(Beginning of AVAILABLE RECORDS)
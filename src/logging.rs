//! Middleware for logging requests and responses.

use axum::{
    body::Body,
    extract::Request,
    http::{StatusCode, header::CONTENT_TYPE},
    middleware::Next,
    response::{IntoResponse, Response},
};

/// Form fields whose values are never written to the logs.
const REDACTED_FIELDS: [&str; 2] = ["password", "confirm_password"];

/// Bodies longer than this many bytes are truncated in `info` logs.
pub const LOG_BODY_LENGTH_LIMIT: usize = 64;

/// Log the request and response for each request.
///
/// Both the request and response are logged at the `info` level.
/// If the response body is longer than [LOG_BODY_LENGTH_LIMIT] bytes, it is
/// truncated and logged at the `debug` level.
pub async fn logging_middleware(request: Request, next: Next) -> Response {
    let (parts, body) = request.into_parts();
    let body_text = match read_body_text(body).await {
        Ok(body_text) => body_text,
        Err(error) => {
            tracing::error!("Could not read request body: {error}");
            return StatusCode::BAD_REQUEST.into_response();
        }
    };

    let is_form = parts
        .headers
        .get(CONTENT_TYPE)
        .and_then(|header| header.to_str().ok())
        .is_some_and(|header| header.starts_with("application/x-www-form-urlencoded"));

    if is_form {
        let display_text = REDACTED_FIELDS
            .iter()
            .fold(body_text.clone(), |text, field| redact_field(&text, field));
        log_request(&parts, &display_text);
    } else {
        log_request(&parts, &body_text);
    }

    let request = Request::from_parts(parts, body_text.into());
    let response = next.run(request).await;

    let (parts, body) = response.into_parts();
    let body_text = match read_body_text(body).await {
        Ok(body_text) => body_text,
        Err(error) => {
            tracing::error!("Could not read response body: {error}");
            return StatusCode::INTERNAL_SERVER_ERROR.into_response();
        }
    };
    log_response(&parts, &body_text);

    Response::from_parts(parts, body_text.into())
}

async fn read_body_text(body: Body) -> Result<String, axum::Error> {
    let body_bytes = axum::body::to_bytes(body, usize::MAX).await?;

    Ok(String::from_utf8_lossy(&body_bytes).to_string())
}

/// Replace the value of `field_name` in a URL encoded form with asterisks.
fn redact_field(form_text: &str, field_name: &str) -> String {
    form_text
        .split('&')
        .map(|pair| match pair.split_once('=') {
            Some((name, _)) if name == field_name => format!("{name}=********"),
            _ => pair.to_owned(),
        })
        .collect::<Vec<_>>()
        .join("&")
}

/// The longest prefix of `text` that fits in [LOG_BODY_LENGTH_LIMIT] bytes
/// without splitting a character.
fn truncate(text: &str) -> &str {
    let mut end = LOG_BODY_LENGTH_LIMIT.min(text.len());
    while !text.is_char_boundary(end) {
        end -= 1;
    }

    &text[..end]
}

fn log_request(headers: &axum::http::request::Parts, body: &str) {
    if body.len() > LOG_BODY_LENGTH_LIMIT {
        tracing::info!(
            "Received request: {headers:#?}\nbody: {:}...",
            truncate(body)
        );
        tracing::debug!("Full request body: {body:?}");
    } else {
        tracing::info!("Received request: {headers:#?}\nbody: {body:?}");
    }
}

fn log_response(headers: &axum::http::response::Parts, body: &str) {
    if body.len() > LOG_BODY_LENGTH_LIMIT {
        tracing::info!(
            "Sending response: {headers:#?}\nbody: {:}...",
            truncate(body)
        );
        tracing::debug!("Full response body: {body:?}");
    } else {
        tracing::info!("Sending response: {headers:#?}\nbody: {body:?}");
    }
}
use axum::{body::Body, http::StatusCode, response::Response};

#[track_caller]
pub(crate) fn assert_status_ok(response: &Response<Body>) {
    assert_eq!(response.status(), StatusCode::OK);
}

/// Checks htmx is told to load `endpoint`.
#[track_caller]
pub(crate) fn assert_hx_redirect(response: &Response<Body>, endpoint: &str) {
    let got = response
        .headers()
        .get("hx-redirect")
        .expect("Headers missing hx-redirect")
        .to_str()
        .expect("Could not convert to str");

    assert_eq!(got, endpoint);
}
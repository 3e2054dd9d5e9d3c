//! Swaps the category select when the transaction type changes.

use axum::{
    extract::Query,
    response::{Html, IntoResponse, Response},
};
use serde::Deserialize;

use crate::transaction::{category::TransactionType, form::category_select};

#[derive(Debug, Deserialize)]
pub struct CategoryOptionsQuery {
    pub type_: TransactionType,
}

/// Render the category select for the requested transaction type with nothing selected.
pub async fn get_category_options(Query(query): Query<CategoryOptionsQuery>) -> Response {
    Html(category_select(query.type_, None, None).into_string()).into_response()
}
(End of AVAILABLE RECORDS)
- [TASK GOAL] Using the same words as the original, repeat the records above.

- [PROBLEM SOLUTION]
filename src/logging.rs
//! Middleware for logging requests and responses.

use axum::{
    body::Body,
    extract::Request,
    http::{StatusCode, header::CONTENT_TYPE},
    middleware::Next,
    response::{IntoResponse, Response},
};

/// Form fields whose values are never written to the logs.
const REDACTED_FIELDS: [&str; 2] = ["password", "confirm_password"];

/// Bodies longer than this many bytes are truncated in `info` logs.
pub const LOG_BODY_LENGTH_LIMIT: usize = 64;

/// Log the request and response for each request.
///
/// Both the request and response are logged at the `info` level.
/// If the response body is longer than [LOG_BODY_LENGTH_LIMIT] bytes, it is
/// truncated and logged at the `debug` level.
pub async fn logging_middleware(request: Request, next: Next) -> Response {
    let (parts, body) = request.into_parts();
    let body_text = match read_body_text(body).await {
        Ok(body_text) => body_text,
        Err(error) => {
            tracing::error!("Could not read request body: {error}");
            return StatusCode::BAD_REQUEST.into_response();
        }
    };

    let is_form = parts
        .headers
        .get(CONTENT_TYPE)
        .and_then(|header| header.to_str().ok())
        .is_some_and(|header| header.starts_with("application/x-www-form-urlencoded"));

    if is_form {
        let display_text = REDACTED_FIELDS
            .iter()
            .fold(body_text.clone(), |text, field| redact_field(&text, field));
        log_request(&parts, &display_text);
    } else {
        log_request(&parts, &body_text);
    }

    let request = Request::from_parts(parts, body_text.into());
    let response = next.run(request).await;

    let (parts, body) = response.into_parts();
    let body_text = match read_body_text(body).await {
        Ok(body_text) => body_text,
        Err(error) => {
            tracing::error!("Could not read response body: {error}");
            return StatusCode::INTERNAL_SERVER_ERROR.into_response();
        }
    };
    log_response(&parts, &body_text);

    Response::from_parts(parts, body_text.into())
}

async fn read_body_text(body: Body) -> Result<String, axum::Error> {
    let body_bytes = axum::body::to_bytes(body, usize::MAX).await?;

    Ok(String::from_utf8_lossy(&body_bytes).to_string())
}

/// Replace the value of `field_name` in a URL encoded form with asterisks.
fn redact_field(form_text: &str, field_name: &str) -> String {
    form_text
        .split('&')
        .map(|pair| match pair.split_once('=') {
            Some((name, _)) if name == field_name => format!("{name}=********"),
            _ => pair.to_owned(),
        })
        .collect::<Vec<_>>()
        .join("&")
}

/// The longest prefix of `text` that fits in [LOG_BODY_LENGTH_LIMIT] bytes
/// without splitting a character.
fn truncate(text: &str) -> &str {
    let mut end = LOG_BODY_LENGTH_LIMIT.min(text.len());
    while !text.is_char_boundary(end) {
        end -= 1;
    }

    &text[..end]
}

fn log_request(headers: &axum::http::request::Parts, body: &str) {
    if body.len() > LOG_BODY_LENGTH_LIMIT {
        tracing::info!(
            "Received request: {headers:#?}\nbody: {:}...",
            truncate(body)
        );
        tracing::debug!("Full request body: {body:?}");
    } else {
        tracing::info!("Received request: {headers:#?}\nbody: {body:?}");
    }
}

fn log_response(headers: &axum::http::response::Parts, body: &str) {
    if body.len() > LOG_BODY_LENGTH_LIMIT {
        tracing::info!(
            "Sending response: {headers:#?}\nbody: {:}...",
            truncate(body)
        );
        tracing::debug!("Full response body: {body:?}");
    } else {
        tracing::info!("Sending response: {headers:#?}\nbody: {body:?}");
    }
}
use axum::{body::Body, http::StatusCode, response::Response};

#[track_caller]
pub(crate) fn assert_status_ok(response: &Response<Body>) {
    assert_eq!(response.status(), StatusCode::OK);
}

/// Checks htmx is told to load `endpoint`.
#[track_caller]
pub(crate) fn assert_hx_redirect(response: &Response<Body>, endpoint: &str) {
    let got = response
        .headers()
        .get("hx-redirect")
        .expect("Headers missing hx-redirect")
        .to_str()
        .expect("Could not convert to str");

    assert_eq!(got, endpoint);
}
repository 3e2054dd9d5e9d3c
//! Swaps the category select when the transaction type changes.

use axum::{
    extract::Query,
    response::{Html, IntoResponse, Response},
};
use serde::Deserialize;

use crate::transaction::{category::TransactionType, form::category_select};

#[derive(Debug, Deserialize)]
pub struct CategoryOptionsQuery {
    pub type_: TransactionType,
}

/// Render the category select for the requested transaction type with nothing selected.
pub async fn get_category_options(Query(query): Query<CategoryOptionsQuery>) -> Response {
    Html(category_select(query.type_, None, None).into_string()).into_response()
}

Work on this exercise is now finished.